We had a discussion around the current “State of Affairs” in the neighborhood. After all, what else is there to talk about on the Hill these days, especially when we almost have to yell at each other just to hear over the sirens of the police on their nightly tirade through the neighborhood.
I asked her how her flight went. She said it was a long haul and she only had an 11-hour layover home before flying out again tomorrow morning. Having had many, many members of my family in the airline industry, I gave her my most heartfelt condolences.
That is when she said, “I don’t want to be here tomorrow night. I think I’d rather be sequestered into a hotel room. There’s going to be violence tomorrow. A lot of it.”
I nodded and agreed. “Yeah, that much is certain. I think I’m just gonna hang around here. See what happens. Maybe being a middle-aged woman with some triage and de-escalation skills, I can do some good.”
She nodded and said, “I believe in God. I voted and now I put it all in God’s hands. It’s up to Him.”
I nodded in agreement. “I’m a Secular Humanist and Stoic. My view is that I’ve done the one thing I can do that’s in my control – I voted. Now, I just wait and prepare for what is outside of my control; tomorrow. So, it sounds like we’re both on the same page.”
She smiled and said, “Yeah, it kinda does! Have a good night, okay and stay safe tomorrow!”
“Yes, and you go get some rest – 9:30 am will be here before you know it!” She groaned at that one.
Then I felt something come on me, a twinge. “May I bother you for just a second more?”

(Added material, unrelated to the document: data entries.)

use winit::dpi::PhysicalSize;
use winit::window::Window;

use crate::asset::Assets;
use crate::renderer::atlas_debug::AtlasDebugViewer;
use crate::renderer::color_pass;
use crate::renderer::internal::{
    DynamicUniformBuffer, MaterialBinder, RenderContext, SceneBuffer, ScenePipelines,
};
use crate::renderer::light_batch::{plan_light_batches, LightsBlock};
use crate::renderer::render_call::build_render_calls;
use crate::renderer::shadow_atlas::{assign_shadow_slots, caster_signature, ShadowAtlas};
use crate::renderer::shadow_pass::ShadowPass;
use crate::renderer::uniforms::{ObjectUniform, SceneUniform};
use crate::renderer::Material;
use crate::scene::{Camera, Scene};
use crate::settings::RenderSettings;

const INITIAL_CALL_CAPACITY: u32 = 256;
const INITIAL_BATCH_CAPACITY: u32 = 8;

/// Per-frame counters for the stats overlay and tests.
#[derive(Clone, Copy, Debug, Default)]
pub struct RendererStats {
    pub render_calls: u32,
    pub culled_calls: u32,
    pub light_batches: u32,
    pub color_draws: u32,
    pub shadow_draws: u32,
    pub shadow_tiles: u32,
}

/// The renderer façade: owns the device, pipelines and per-frame buffers, and
/// sequences build → sort → atlas upkeep → shadow pass → color pass → debug
/// viewer. Scene and camera are passed in per call; there are no globals.
pub struct Renderer {
    context: RenderContext,
    pipelines: ScenePipelines,
    scene_buffer: SceneBuffer,
    objects: DynamicUniformBuffer,
    lights_buffer: DynamicUniformBuffer,
    materials: MaterialBinder,
    shadow_pass: ShadowPass,
    atlas_debug: AtlasDebugViewer,
    stats: RendererStats,
}

impl Renderer {
    pub async fn new(window: &Window, settings: &RenderSettings) -> Self {
        let size = window.inner_size();
        let context = RenderContext::new(window, size, settings).await;

        let scene_buffer = SceneBuffer::new(&context.device);
        let objects = DynamicUniformBuffer::new::<ObjectUniform>(
            &context.device,
            "ObjectUniformBuffer",
            wgpu::ShaderStages::VERTEX_FRAGMENT,
            INITIAL_CALL_CAPACITY,
        );
        let lights_buffer = DynamicUniformBuffer::new::<LightsBlock>(
            &context.device,
            "LightBatchBuffer",
            wgpu::ShaderStages::FRAGMENT,
            INITIAL_BATCH_CAPACITY,
        );

        let pipelines = ScenePipelines::new(
            &context,
            &scene_buffer.bind_layout,
            &objects.bind_layout,
            &lights_buffer.bind_layout,
        );
        let materials =
            MaterialBinder::new(&context.device, &context.queue, &pipelines.material_layout);
        let shadow_pass = ShadowPass::new(&context, &objects.bind_layout, &pipelines.material_layout);
        let atlas_debug = AtlasDebugViewer::new(&context);

        Self {
            context,
            pipelines,
            scene_buffer,
            objects,
            lights_buffer,
            materials,
            shadow_pass,
            atlas_debug,
            stats: RendererStats::default(),
        }
    }

    pub fn device(&self) -> &wgpu::Device {
        &self.context.device
    }

    pub fn queue(&self) -> &wgpu::Queue {
        &self.context.queue
    }

    pub fn resize(&mut self, new_size: PhysicalSize<u32>) {
        self.context.resize(new_size);
    }

    pub fn aspect_ratio(&self) -> f32 {
        self.context.aspect_ratio()
    }

    pub fn last_frame_stats(&self) -> RendererStats {
        self.stats
    }

    /// Draw one frame with exactly one active camera. `atlas_page` requests
    /// the shadow-atlas inspector for that page; the clamped page index comes
    /// back so the caller can keep its cursor in range.
    pub fn render(
        &mut self,
        scene: &mut Scene,
        camera: &Camera,
        assets: &Assets,
        time: f32,
        atlas_page: Option<u32>,
    ) -> Result<Option<u32>, wgpu::SurfaceError> {
        let frame = self.context.surface.get_current_texture()?;
        let surface_view = frame
            .texture
            .create_view(&wgpu::TextureViewDescriptor::default());

        let mut stats = RendererStats::default();

        // Ephemeral, rebuilt every frame: one call per visible, fully
        // specified renderable, sorted for drawing.
        let calls = build_render_calls(scene, camera, assets);
        stats.render_calls = calls.len() as u32;

        self.maintain_atlas(scene);
        stats.shadow_tiles = scene
            .shadow_atlas
            .as_ref()
            .map(|atlas| atlas.tile_count)
            .unwrap_or(0);

        let fallback_material = Material::default();
        let object_uniforms: Vec<ObjectUniform> = calls
            .iter()
            .map(|call| {
                let material = assets
                    .materials
                    .get(call.material)
                    .unwrap_or(&fallback_material);
                ObjectUniform::new(call.model, material)
            })
            .collect();
        self.objects.upload(&self.context, &object_uniforms);

        let mut encoder = self
            .context
            .device
            .create_command_encoder(&wgpu::CommandEncoderDescriptor {
                label: Some("FrameEncoder"),
            });

        // Shadow pass first: the color pass samples the atlas, and this is
        // also what aims every caster's shadow camera for batching below.
        if let Some(atlas) = &scene.shadow_atlas {
            stats.shadow_draws = self.shadow_pass.render(
                &self.context,
                &mut encoder,
                atlas,
                &mut scene.lights,
                &calls,
                assets,
                &self.objects,
                &mut self.materials,
            );
        }

        let batches = plan_light_batches(
            &scene.lights,
            scene.ambient_light,
            scene.shadow_atlas.is_some(),
        );
        stats.light_batches = batches.len() as u32;
        self.lights_buffer.upload(&self.context, &batches);

        let aspect = self.context.aspect_ratio();
        self.scene_buffer.write(
            &self.context.queue,
            &SceneUniform::new(camera.view_proj(aspect), camera.eye, time, stats.shadow_tiles),
        );

        let frustum = camera.frustum(aspect);
        let pass_stats = color_pass::record(
            &self.context,
            &mut encoder,
            &surface_view,
            &self.pipelines,
            &self.scene_buffer,
            &self.objects,
            &self.lights_buffer,
            &batches,
            &calls,
            &frustum,
            assets,
            &mut self.materials,
        );
        stats.color_draws = pass_stats.draws;
        stats.culled_calls = pass_stats.culled_calls;

        let mut clamped_page = None;
        if let (Some(page), Some(atlas)) = (atlas_page, &scene.shadow_atlas) {
            clamped_page = self.atlas_debug.render(
                &self.context,
                &mut encoder,
                &surface_view,
                atlas,
                &scene.lights,
                page,
            );
        }

        self.context.queue.submit(Some(encoder.finish()));
        frame.present();

        self.stats = stats;
        Ok(clamped_page)
    }

    /// Rebuild the atlas whenever the ordered cast-shadow set changed: slots
    /// are reassigned sequentially and the depth texture is reallocated at
    /// tile width × caster count (or torn down at zero casters).
    fn maintain_atlas(&mut self, scene: &mut Scene) {
        let signature = caster_signature(&scene.lights);
        let up_to_date = match &scene.shadow_atlas {
            Some(atlas) => atlas.matches(&signature),
            None => signature.is_empty(),
        };
        if up_to_date {
            return;
        }

        let tile_count = assign_shadow_slots(&mut scene.lights);
        scene.shadow_atlas = ShadowAtlas::build(&self.context.device, tile_count, signature);
        self.scene_buffer.rebind(
            &self.context.device,
            scene.shadow_atlas.as_ref().map(|atlas| &atlas.view),
        );
    }
}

She turned and said, “Yeah?”
I said, “Today is the end of Dia de Muertos and my family is upstairs visiting, so to speak. I just felt a little bit of tug from them, and we all wish you Vaya con Dios tomorrow and for your safe return.”
[A brief clarification of the difference between Dia de Muertos and Cinco de Mayo ensues before returning to Vaya con Dios.]
“What does that mean?”
“’Go with God’. Another way of saying, ‘May God watch over you.’”
She immediately and instinctively said, “In Jesus’s name, we pray.”
I nodded in full communion with her and said, “Amen.”
“You’re an interesting species, an interesting mix. You’re capable of such beautiful dreams and such horrible nightmares. You feel so lost, so cut off, so alone, only you’re not. See, in all our searching, the only thing we found that makes the emptiness bearable, each other.”